Francisco Abellán Reservoir is a reservoir in La Peza, province of Granada, Spain.

== History ==
Following the floods of October 1973, in 1974 the Confederación Hidrográfica del Guadalquivir studied, within the Coordinated Plan of Works, the possibility of building a reservoir with the aim of preventing future floods and providing an assured a water supply for the irrigation of the Region of Guadix.

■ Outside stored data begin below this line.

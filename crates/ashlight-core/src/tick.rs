//! Simulation time units.

/// Ticks are the atomic unit of simulation time. The counter is owned by
/// the external simulation stepper and only ever increases.
pub type Ticks = u64;

/// Fixed logical rate of the simulation, in ticks per second. Decoupled
/// from the display frame rate (the frame cap targets 60 Hz).
pub const TICRATE: Ticks = 35;

/// Convert whole seconds to ticks.
#[inline]
pub const fn secs_to_ticks(secs: u64) -> Ticks {
    secs * TICRATE
}

/// Convert milliseconds to ticks, rounding down.
#[inline]
pub const fn ms_to_ticks(ms: u64) -> Ticks {
    ms * TICRATE / 1000
}

/// Convert ticks to milliseconds, rounding down.
#[inline]
pub const fn ticks_to_ms(ticks: Ticks) -> u64 {
    ticks * 1000 / TICRATE
}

The population of this essentially agricultural region decreased between the 1950s and 1970s, with people emigrating even to other regions within the Province of Granada. The construction of the Francisco Abellán Dam largely solved this serious social situation. The reservoir guaranteed that there would be sufficient water for irrigating the approximately 5,000-hectare plain of the Hoya of Guadix during the summer months. This security of water supply put an end to the situation of uncertainty that until then was a brake on investments in the improvement and conditioning of the land, revitalising the cultivation of fruit trees, of great tradition and quality in the area. However, in recent years, with severe droughts, its production had fallen considerably.

The project's engineer was Francisco Abellán Gómez, a native of the nearby town of La Peza, who was also responsible for many other hydraulic projects in the Province of Granada, and for whom the reservoir was named. Work on the dam began in May 1991 and finished in January 1998.